───── Extracted entries ─────
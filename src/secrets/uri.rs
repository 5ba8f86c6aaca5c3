//! Secret URIs.
//!
//! A [`SecretUri`] identifies the whole lineage of a secret (every revision).
//! Its textual form is `secret:<id>`. The id is restricted to lowercase
//! alphanumerics because it is embedded verbatim in backend content paths and
//! access policy names. A content address is `<id>-<revision>`, so the first
//! hyphen always ends the id and a path glob `<id>-*` never reaches another
//! secret's revisions.

use once_cell::sync::Lazy;
use regex::Regex;
use serde::{Deserialize, Deserializer, Serialize, Serializer};
use std::fmt;
use std::str::FromStr;

use super::error::SecretsError;

pub const SCHEME: &str = "secret";

const MAX_ID_LEN: usize = 64;
const GENERATED_ID_LEN: usize = 20;
const ID_ALPHABET: &[u8; 32] = b"0123456789abcdefghijklmnopqrstuv";

static ID_PATTERN: Lazy<Regex> = Lazy::new(|| {
    Regex::new(r"^[a-z0-9]+$").expect("secret id pattern is valid")
});

#[derive(Debug, Clone, PartialEq, Eq, PartialOrd, Ord, Hash)]
pub struct SecretUri {
    id: String,
}

impl SecretUri {
    /// Build a URI from a bare id, validating its format.
    pub fn new(id: impl Into<String>) -> Result<Self, SecretsError> {
        let id = id.into();
        validate_id(&id)?;
        Ok(Self { id })
    }

    /// Generate a fresh random URI.
    pub fn generate() -> Self {
        let bytes = uuid::Uuid::new_v4().into_bytes();
        let mut bits: u128 = u128::from_be_bytes(bytes);
        let mut id = String::with_capacity(GENERATED_ID_LEN);
        for _ in 0..GENERATED_ID_LEN {
            id.push(ID_ALPHABET[(bits & 0x1f) as usize] as char);
            bits >>= 5;
        }
        Self { id }
    }

    pub fn id(&self) -> &str {
        &self.id
    }

    /// Content address of a revision, relative to the model namespace.
    pub fn name(&self, revision: u32) -> String {
        format!("{}-{}", self.id, revision)
    }

    /// Split a content address back into (id, revision).
    ///
    /// The revision is the digits after the hyphen.
    pub fn parse_name(address: &str) -> Option<(SecretUri, u32)> {
        let (id, revision) = address.split_once('-')?;
        let revision = revision.parse().ok()?;
        let uri = SecretUri::new(id).ok()?;
        Some((uri, revision))
    }
}

fn validate_id(id: &str) -> Result<(), SecretsError> {
    if id.is_empty() {
        return Err(SecretsError::validation_field("secret id cannot be empty", "uri"));
    }
    if id.len() > MAX_ID_LEN {
        return Err(SecretsError::validation_field(
            format!("secret id exceeds maximum length of {} characters", MAX_ID_LEN),
            "uri",
        ));
    }
    if !ID_PATTERN.is_match(id) {
        return Err(SecretsError::validation_field(
            format!("secret id {:?} must be lowercase alphanumerics", id),
            "uri",
        ));
    }
    Ok(())
}

impl fmt::Display for SecretUri {
    fn fmt(&self, f: &mut fmt::Formatter<'_>) -> fmt::Result {
        write!(f, "{}:{}", SCHEME, self.id)
    }
}

impl FromStr for SecretUri {
    type Err = SecretsError;

    fn from_str(s: &str) -> Result<Self, Self::Err> {
        let s = s.trim();
        let id = match s.split_once(':') {
            Some((scheme, id)) if scheme == SCHEME => id,
            Some((scheme, _)) => {
                return Err(SecretsError::validation_field(
                    format!("invalid secret URI scheme {:?}", scheme),
                    "uri",
                ))
            }
            None => s,
        };
        Self::new(id)
    }
}

impl Serialize for SecretUri {
    fn serialize<S: Serializer>(&self, serializer: S) -> Result<S::Ok, S::Error> {
        serializer.collect_str(self)
    }
}

impl<'de> Deserialize<'de> for SecretUri {
    fn deserialize<D: Deserializer<'de>>(deserializer: D) -> Result<Self, D::Error> {
        let raw = String::deserialize(deserializer)?;
        raw.parse().map_err(serde::de::Error::custom)
    }
}

#[cfg(test)]
mod tests {
    use super::*;

    #[test]
    fn test_parse_with_and_without_scheme() {
        let uri: SecretUri = "secret:secret1".parse().unwrap();
        assert_eq!(uri.id(), "secret1");
        assert_eq!(uri.to_string(), "secret:secret1");

        let bare: SecretUri = "secret1".parse().unwrap();
        assert_eq!(bare, uri);
    }

    #[test]
    fn test_rejects_unsafe_ids() {
        for bad in ["", "Secret", "a/b", "a*", "-abc", "abc-", "abc-def", "secret-1", "a b", "secret:", "x:abc"] {
            assert!(bad.parse::<SecretUri>().is_err(), "{:?} should be rejected", bad);
        }
        assert!(SecretUri::new("a".repeat(65)).is_err());
        assert!(SecretUri::new("a".repeat(64)).is_ok());
    }

    #[test]
    fn test_generate_is_valid_and_unique() {
        let a = SecretUri::generate();
        let b = SecretUri::generate();
        assert_eq!(a.id().len(), 20);
        assert_ne!(a, b);
        assert!(SecretUri::new(a.id()).is_ok());
    }

    #[test]
    fn test_name_and_parse_name() {
        let uri = SecretUri::new("secret1").unwrap();
        assert_eq!(uri.name(3), "secret1-3");

        let (parsed, rev) = SecretUri::parse_name("secret1-3").unwrap();
        assert_eq!(parsed, uri);
        assert_eq!(rev, 3);

        assert!(SecretUri::parse_name("secret").is_none());
        assert!(SecretUri::parse_name("secret-x").is_none());
        assert!(SecretUri::parse_name("abc-def-0").is_none());
    }

    #[test]
    fn test_serde_uses_text_form() {
        let uri = SecretUri::new("abc123").unwrap();
        let json = serde_json::to_string(&uri).unwrap();
        assert_eq!(json, "\"secret:abc123\"");
        let back: SecretUri = serde_json::from_str(&json).unwrap();
        assert_eq!(back, uri);
    }
}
─────
What you are asked to do | Each line above is to be repeated exactly.

Final answer |
filename src/secrets/uri.rs
repository 5ba8f86c6aaca5c3
//! Secret URIs.
//!
//! A [`SecretUri`] identifies the whole lineage of a secret (every revision).
//! Its textual form is `secret:<id>`. The id is restricted to lowercase
//! alphanumerics because it is embedded verbatim in backend content paths and
//! access policy names. A content address is `<id>-<revision>`, so the first
//! hyphen always ends the id and a path glob `<id>-*` never reaches another
//! secret's revisions.

use once_cell::sync::Lazy;
use regex::Regex;
use serde::{Deserialize, Deserializer, Serialize, Serializer};
use std::fmt;
use std::str::FromStr;

use super::error::SecretsError;

pub const SCHEME: &str = "secret";

const MAX_ID_LEN: usize = 64;
const GENERATED_ID_LEN: usize = 20;
const ID_ALPHABET: &[u8; 32] = b"0123456789abcdefghijklmnopqrstuv";

static ID_PATTERN: Lazy<Regex> = Lazy::new(|| {
    Regex::new(r"^[a-z0-9]+$").expect("secret id pattern is valid")
});

#[derive(Debug, Clone, PartialEq, Eq, PartialOrd, Ord, Hash)]
pub struct SecretUri {
    id: String,
}

impl SecretUri {
    /// Build a URI from a bare id, validating its format.
    pub fn new(id: impl Into<String>) -> Result<Self, SecretsError> {
        let id = id.into();
        validate_id(&id)?;
        Ok(Self { id })
    }

    /// Generate a fresh random URI.
    pub fn generate() -> Self {
        let bytes = uuid::Uuid::new_v4().into_bytes();
        let mut bits: u128 = u128::from_be_bytes(bytes);
        let mut id = String::with_capacity(GENERATED_ID_LEN);
        for _ in 0..GENERATED_ID_LEN {
            id.push(ID_ALPHABET[(bits & 0x1f) as usize] as char);
            bits >>= 5;
        }
        Self { id }
    }

    pub fn id(&self) -> &str {
        &self.id
    }

    /// Content address of a revision, relative to the model namespace.
    pub fn name(&self, revision: u32) -> String {
        format!("{}-{}", self.id, revision)
    }

    /// Split a content address back into (id, revision).
    ///
    /// The revision is the digits after the hyphen.
    pub fn parse_name(address: &str) -> Option<(SecretUri, u32)> {
        let (id, revision) = address.split_once('-')?;
        let revision = revision.parse().ok()?;
        let uri = SecretUri::new(id).ok()?;
        Some((uri, revision))
    }
}

fn validate_id(id: &str) -> Result<(), SecretsError> {
    if id.is_empty() {
        return Err(SecretsError::validation_field("secret id cannot be empty", "uri"));
    }
    if id.len() > MAX_ID_LEN {
        return Err(SecretsError::validation_field(
            format!("secret id exceeds maximum length of {} characters", MAX_ID_LEN),
            "uri",
        ));
    }
    if !ID_PATTERN.is_match(id) {
        return Err(SecretsError::validation_field(
            format!("secret id {:?} must be lowercase alphanumerics", id),
            "uri",
        ));
    }
    Ok(())
}

impl fmt::Display for SecretUri {
    fn fmt(&self, f: &mut fmt::Formatter<'_>) -> fmt::Result {
        write!(f, "{}:{}", SCHEME, self.id)
    }
}

impl FromStr for SecretUri {
    type Err = SecretsError;

    fn from_str(s: &str) -> Result<Self, Self::Err> {
        let s = s.trim();
        let id = match s.split_once(':') {
            Some((scheme, id)) if scheme == SCHEME => id,
            Some((scheme, _)) => {
                return Err(SecretsError::validation_field(
                    format!("invalid secret URI scheme {:?}", scheme),
                    "uri",
                ))
            }
            None => s,
        };
        Self::new(id)
    }
}

impl Serialize for SecretUri {
    fn serialize<S: Serializer>(&self, serializer: S) -> Result<S::Ok, S::Error> {
        serializer.collect_str(self)
    }
}

impl<'de> Deserialize<'de> for SecretUri {
    fn deserialize<D: Deserializer<'de>>(deserializer: D) -> Result<Self, D::Error> {
        let raw = String::deserialize(deserializer)?;
        raw.parse().map_err(serde::de::Error::custom)
    }
}

#[cfg(test)]
mod tests {
    use super::*;

    #[test]
    fn test_parse_with_and_without_scheme() {
        let uri: SecretUri = "secret:secret1".parse().unwrap();
        assert_eq!(uri.id(), "secret1");
        assert_eq!(uri.to_string(), "secret:secret1");

        let bare: SecretUri = "secret1".parse().unwrap();
        assert_eq!(bare, uri);
    }

    #[test]
    fn test_rejects_unsafe_ids() {
        for bad in ["", "Secret", "a/b", "a*", "-abc", "abc-", "abc-def", "secret-1", "a b", "secret:", "x:abc"] {
            assert!(bad.parse::<SecretUri>().is_err(), "{:?} should be rejected", bad);
        }
        assert!(SecretUri::new("a".repeat(65)).is_err());
        assert!(SecretUri::new("a".repeat(64)).is_ok());
    }

    #[test]
    fn test_generate_is_valid_and_unique() {
        let a = SecretUri::generate();
        let b = SecretUri::generate();
        assert_eq!(a.id().len(), 20);
        assert_ne!(a, b);
        assert!(SecretUri::new(a.id()).is_ok());
    }

    #[test]
    fn test_name_and_parse_name() {
        let uri = SecretUri::new("secret1").unwrap();
        assert_eq!(uri.name(3), "secret1-3");

        let (parsed, rev) = SecretUri::parse_name("secret1-3").unwrap();
        assert_eq!(parsed, uri);
        assert_eq!(rev, 3);

        assert!(SecretUri::parse_name("secret").is_none());
        assert!(SecretUri::parse_name("secret-x").is_none());
        assert!(SecretUri::parse_name("abc-def-0").is_none());
    }

    #[test]
    fn test_serde_uses_text_form() {
        let uri = SecretUri::new("abc123").unwrap();
        let json = serde_json::to_string(&uri).unwrap();
        assert_eq!(json, "\"secret:abc123\"");
        let back: SecretUri = serde_json::from_str(&json).unwrap();
        assert_eq!(back, uri);
    }
}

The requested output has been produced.